MUCOCUTANEOUS CANDIDIASIS
Candida albicans colonization can occur as early as the first week of life.
Symptomatic infections such as thrush and Candida diaper dermatitis (CDD) may
develop at any age thereafter, particularly following broad-spectrum antibiotic
treatment. Systemic candidiasis is rare, but is a particular risk for premature
infants (3,4).
Although mucocutaneous candidiasis is common, only a few high-quality randomized control studies of drug therapy have been published. In fact, one recent review (5) of oral candidiasis in patients with cancer found only eight studies that met the inclusion criteria. Control trials for diaper dermatitis are also rare, making it difficult to derive recommendations for optimal therapy.

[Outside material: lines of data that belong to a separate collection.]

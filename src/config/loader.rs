//! Configuration loading and merging logic
//!
//! Handles loading configuration from multiple sources and merging them
//! according to precedence rules.

use super::{paths, schema::Config};
use crate::report::OutputFormat;
use anyhow::{Context, Result};
use std::path::Path;

pub const NAMESPACE_ENV: &str = "CHECK_GKE_INGRESS_NAMESPACE";
pub const OUTPUT_ENV: &str = "CHECK_GKE_INGRESS_OUTPUT";
pub const CONTEXT_ENV: &str = "CHECK_GKE_INGRESS_CONTEXT";

/// Configuration loader
pub struct ConfigLoader;

impl ConfigLoader {
    /// Load configuration with all layers merged
    ///
    /// Precedence order (highest to lowest):
    /// 1. Environment variable overrides
    /// 2. Root config file
    /// 3. Built-in defaults
    ///
    /// Command-line flags are applied on top by the caller.
    pub fn load() -> Result<Config> {
        let path = paths::root_config_path();
        let config = if path.exists() {
            Self::load_file(&path)?
        } else {
            tracing::debug!("No config file at {}, using defaults", path.display());
            Config::default()
        };

        Self::apply_env_overrides(config, |key| std::env::var(key).ok())
    }

    /// Load configuration from a file
    pub fn load_file(path: &Path) -> Result<Config> {
        let contents = std::fs::read_to_string(path)
            .with_context(|| format!("Failed to read config file: {}", path.display()))?;

        let config: Config = serde_yaml::from_str(&contents)
            .with_context(|| format!("Failed to parse config file: {}", path.display()))?;

        Ok(config)
    }

    /// Validate the config file and environment overrides
    ///
    /// Fails on invalid YAML, unknown keys, invalid value types, an
    /// unsupported output format or a zero request timeout.
    pub fn validate() -> Result<()> {
        let config = Self::load().context("Failed to load merged configuration")?;
        Self::check_values(&config)
    }

    fn check_values(config: &Config) -> Result<()> {
        if config.request_timeout_secs == Some(0) {
            return Err(anyhow::anyhow!("requestTimeoutSecs must be greater than 0"));
        }
        if let Some(path) = &config.kubeconfig {
            if !path.exists() {
                return Err(anyhow::anyhow!(
                    "kubeconfig file not found: {}",
                    path.display()
                ));
            }
        }
        Ok(())
    }

    /// Apply environment variable overrides read through `lookup`
    pub fn apply_env_overrides<F>(mut config: Config, lookup: F) -> Result<Config>
    where
        F: Fn(&str) -> Option<String>,
    {
        if let Some(namespace) = lookup(NAMESPACE_ENV) {
            config.namespace = Some(namespace);
        }

        if let Some(context) = lookup(CONTEXT_ENV) {
            config.context = Some(context);
        }

        if let Some(output) = lookup(OUTPUT_ENV) {
            config.output = output
                .parse::<OutputFormat>()
                .map_err(|e| anyhow::anyhow!("{}: {}", OUTPUT_ENV, e))?;
        }

        Ok(config)
    }
}
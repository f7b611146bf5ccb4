//! Ingress consistency checks
//!
//! Follows the references hanging off each Ingress (FrontendConfig, Services,
//! BackendConfigs) and records one verdict per hop. Lookups go through a
//! [`ClusterAccessor`], so the checks run the same against a live cluster or
//! an in-memory snapshot.

pub mod accessor;
pub mod existence;
pub mod models;
pub mod pipeline;
pub mod rules;

pub use accessor::{AccessError, ClusterAccessor};
pub use models::{CheckId, CheckRecord, CheckVerdict, Evaluation, Report, ResourceReport};
pub use pipeline::Pipeline;

use crate::kube::{ClientOptions, KubeAccessor};

/// Errors that abort a whole run
#[derive(Debug, thiserror::Error)]
pub enum CheckError {
    #[error("Error connecting to Kubernetes: {0}")]
    Connection(String),

    #[error("Error listing ingresses: {0}")]
    List(#[source] AccessError),
}

/// Connect to the cluster and check every Ingress in `namespace`
///
/// Fatal errors end up in [`Report::errors`]; the returned report is always
/// renderable.
pub async fn check_all_ingresses(options: &ClientOptions, namespace: Option<&str>) -> Report {
    match KubeAccessor::connect(options).await {
        Ok(accessor) => Pipeline::new(accessor).run(namespace).await,
        Err(e) => {
            tracing::error!("{}", e);
            Report::from_error(e)
        }
    }
}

Oropharyngeal candidiasis (thrush)
Oropharyngeal candidiasis (thrush) may start as early as seven days after birth,
with an incidence in infants of 5% to 10% depending on the population studied
(6-7). Response to antifungal agents is usually good in neonates with no major
underlying condition, but a prolonged course may be required and recurrences are
common. Use of an infant soother increases the incidence of thrush and may make
treatment less effective, unless the soother is carefully washed after use (8).
Topical gentian violet, the oldest therapeutic agent, is moderately effective against thrush but prolonged use can cause irritation and even ulceration (9). Gentian violet stains tissue and clothing and, thus, is not well accepted by parents; it also interferes with clinical assessment.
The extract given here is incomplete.